<<<<
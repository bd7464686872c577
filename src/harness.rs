//! # Harness
//!
//! One measurement round: for a given region size, spawn one fresh OS thread per requested core,
//! pin each to its core, let each build and chase its own private chain, join them all, and
//! reduce their per-read latencies to a mean.
//!
//! Workers never share a chain. Each receives an immutable [`WorkerConfig`] when it is spawned and
//! hands its result back through its join handle. Besides the join at the end of the round, the
//! only synchronization is a start gate: no worker builds or chases its chain until every worker
//! has been pinned, and one pinning failure stops the whole round before any tracing starts.
use crate::affinity::{CoreAffinity, CoreBinder};
use crate::chain::{Chain, ChainBuilder};
use crate::error::{ChaseError, Result};
use crate::format_size;
use crate::laps::{LapPolicy, ScaledLaps};
use crate::tracer::{PointerChaser, Tracer};
use log::{debug, info, warn};
use rand::SeedableRng;
use rand::rngs::StdRng;
use std::sync::{Condvar, Mutex, PoisonError};
use std::thread;

/// Everything a single worker needs for one round
#[derive(Debug, Clone, Copy, PartialEq, Eq)]
pub struct WorkerConfig {
    /// Logical core the worker is pinned to
    pub core: usize,
    /// Size of the worker's private region
    pub size_bytes: usize,
    /// Number of slot reads to time
    pub count: u64,
    /// Seed for the worker's chain, or `None` to seed from the OS
    pub seed: Option<u64>,
}

/// Runs measurement rounds with a pluggable tracer, core binder and lap policy
#[derive(Debug, Default, Clone)]
pub struct Harness<T = PointerChaser, B = CoreAffinity, P = ScaledLaps> {
    tracer: T,
    binder: B,
    laps: P,
    seed: Option<u64>,
}

impl Harness {
    pub fn new() -> Self {
        Self::default()
    }
}

impl<T: Tracer, B: CoreBinder, P: LapPolicy> Harness<T, B, P> {
    pub fn with_tracer<T2: Tracer>(self, tracer: T2) -> Harness<T2, B, P> {
        Harness {
            tracer,
            binder: self.binder,
            laps: self.laps,
            seed: self.seed,
        }
    }

    pub fn with_binder<B2: CoreBinder>(self, binder: B2) -> Harness<T, B2, P> {
        Harness {
            tracer: self.tracer,
            binder,
            laps: self.laps,
            seed: self.seed,
        }
    }

    pub fn with_laps<P2: LapPolicy>(self, laps: P2) -> Harness<T, B, P2> {
        Harness {
            tracer: self.tracer,
            binder: self.binder,
            laps,
            seed: self.seed,
        }
    }

    /// Make chain construction reproducible; worker `n` seeds its generator with `seed + n`
    pub fn with_seed(mut self, seed: u64) -> Self {
        self.seed = Some(seed);
        self
    }

    /// Mean nanoseconds per read over `cores` workers chasing private regions of `size_bytes`
    pub fn measure(&self, size_bytes: usize, cores: usize) -> Result<f64> {
        if cores == 0 {
            return Err(ChaseError::NoWorkers);
        }
        Chain::slot_count(size_bytes)?;

        let count = self.laps.count(size_bytes).max(1);
        info!(
            "Measuring {} region on {} cores ({} reads per worker)",
            format_size(size_bytes),
            cores,
            count
        );

        let gate = PinGate::new(cores);
        let results = thread::scope(|s| -> Result<Vec<Result<Option<f64>>>> {
            let mut handles = Vec::with_capacity(cores);
            for core in 0..cores {
                let config = WorkerConfig {
                    core,
                    size_bytes,
                    count,
                    seed: self.seed,
                };
                let gate = &gate;
                let spawned = thread::Builder::new()
                    .name(format!("chase-{core}"))
                    .spawn_scoped(s, move || self.run_worker(config, gate));
                match spawned {
                    Ok(handle) => handles.push(handle),
                    Err(source) => {
                        // release the workers already parked at the gate
                        gate.abort();
                        return Err(ChaseError::Spawn { core, source });
                    }
                }
            }

            // join barrier: every worker finishes before any result is used
            Ok(handles
                .into_iter()
                .enumerate()
                .map(|(core, handle)| {
                    handle
                        .join()
                        .unwrap_or(Err(ChaseError::WorkerPanicked { core }))
                })
                .collect())
        })?;

        // a worker only skips its trace when another one failed, so any skip is paired with an error
        let mut mean_ns = 0.0;
        for ns in results {
            if let Some(ns) = ns? {
                mean_ns += ns / cores as f64;
            }
        }
        Ok(mean_ns)
    }

    /// Returns `None` when the round was aborted by another worker before this one started
    fn run_worker(&self, config: WorkerConfig, gate: &PinGate) -> Result<Option<f64>> {
        let pinned = self.binder.bind(config.core);
        if !gate.arrive(pinned.is_ok()) {
            pinned?;
            debug!(
                "Worker on CPU core {} skipped, another worker failed to pin",
                config.core
            );
            return Ok(None);
        }

        if thread_priority::set_current_thread_priority(thread_priority::ThreadPriority::Max)
            .is_err()
        {
            warn!(
                "Couldn't set worker on CPU core {} to maximum thread priority",
                config.core
            );
        }

        let rng = match config.seed {
            Some(seed) => StdRng::seed_from_u64(seed.wrapping_add(config.core as u64)),
            None => StdRng::from_entropy(),
        };
        let chain = ChainBuilder::new(rng).build(config.size_bytes)?;

        let secs = self.tracer.trace(&chain, config.count);
        drop(chain);

        let ns = secs * 1e9 / config.count as f64;
        debug!(
            "Worker on CPU core {} took {:.6}s, {:.5} ns per read",
            config.core, secs, ns
        );
        Ok(Some(ns))
    }
}

/// Holds pinned workers until every worker of the round has tried to pin. A single failure opens
/// the gate at once and tells everyone to stop.
struct PinGate {
    state: Mutex<GateState>,
    opened: Condvar,
}

struct GateState {
    waiting: usize,
    failed: bool,
}

impl PinGate {
    fn new(workers: usize) -> Self {
        PinGate {
            state: Mutex::new(GateState {
                waiting: workers,
                failed: false,
            }),
            opened: Condvar::new(),
        }
    }

    /// Report this worker's pinning outcome and wait for the rest. True when the round may run.
    fn arrive(&self, pinned: bool) -> bool {
        let mut state = self.state.lock().unwrap_or_else(PoisonError::into_inner);
        state.waiting = state.waiting.saturating_sub(1);
        state.failed |= !pinned;
        if state.waiting == 0 || state.failed {
            self.opened.notify_all();
        }
        while state.waiting > 0 && !state.failed {
            state = self
                .opened
                .wait(state)
                .unwrap_or_else(PoisonError::into_inner);
        }
        !state.failed
    }

    fn abort(&self) {
        let mut state = self.state.lock().unwrap_or_else(PoisonError::into_inner);
        state.failed = true;
        self.opened.notify_all();
    }
}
>>>>
* [AIM OF THE EXERCISE]:
Each line from the top of the records through the one with "chain until every worker" should be returned exactly. Leave out everything else.

* [RESULT]:
repository bd7464686872c577
filename src/harness.rs
//! # Harness
//!
//! One measurement round: for a given region size, spawn one fresh OS thread per requested core,
//! pin each to its core, let each build and chase its own private chain, join them all, and
//! reduce their per-read latencies to a mean.
//!
//! Workers never share a chain. Each receives an immutable [`WorkerConfig`] when it is spawned and
//! hands its result back through its join handle. Besides the join at the end of the round, the
//! only synchronization is a start gate: no worker builds or chases its chain until every worker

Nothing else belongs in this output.